The project is designed for education, systems research, and latency instrumentation, not for live trading. It focuses on understanding exactly where every nanosecond goes in a trading execution path.
Key features:
- Kernel-bypass networking: Direct userspace access to NICs via custom drivers, 20-50 ns RX latency - Lock-free SPSC/MPSC queues: Zero-copy architecture - SIMD feature extraction: About 40 ns per update using AVX-512 - Deterministic replay: Bit-identical execution paths, SHA-256 verified - Nanosecond-level metrics: Full audit logs and performance dashboard
Technical stack: C++17 and Rust, NUMA-aware memory allocation, cache-line alignment, inline assembly for hot paths.
The framework is modular, allowing experimentation with different NIC drivers, feature extraction pipelines, or order-flow models such as Hawkes processes or Avellaneda-Stoikov logic.
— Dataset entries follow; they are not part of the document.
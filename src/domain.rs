pub mod submitter_email;
pub mod submitter_name;
pub mod submission;

pub use submission::{
    classify, ContactSubmission, CvFile, CvUpload, JobApplicationSubmission, RawSubmission,
    SubmissionError, SubmissionKind,
};
pub use submitter_email::SubmitterEmail;
pub use submitter_name::SubmitterName;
Everything is open source and documented.
Links:
Live demo: https://submicro.krishnabajpai.me/ Source code: https://github.com/krish567366/submicro-execution-engine Bare-metal NIC drivers: https://baremetalnic.krishnabajpai.me/
I would welcome feedback from anyone working on low-latency systems, networking, or HFT research.
Some questions for discussion:
- Which part of the execution path is typically hardest to optimize? - What measurement techniques do you trust for sub-microsecond systems?
This project is for research and educational purposes only. It does not connect to exchanges or execute real trades. It is intended as a sandbox for understanding ultra-low-latency execution.
I am happy to answer questions about methodology, performance, or design trade-offs.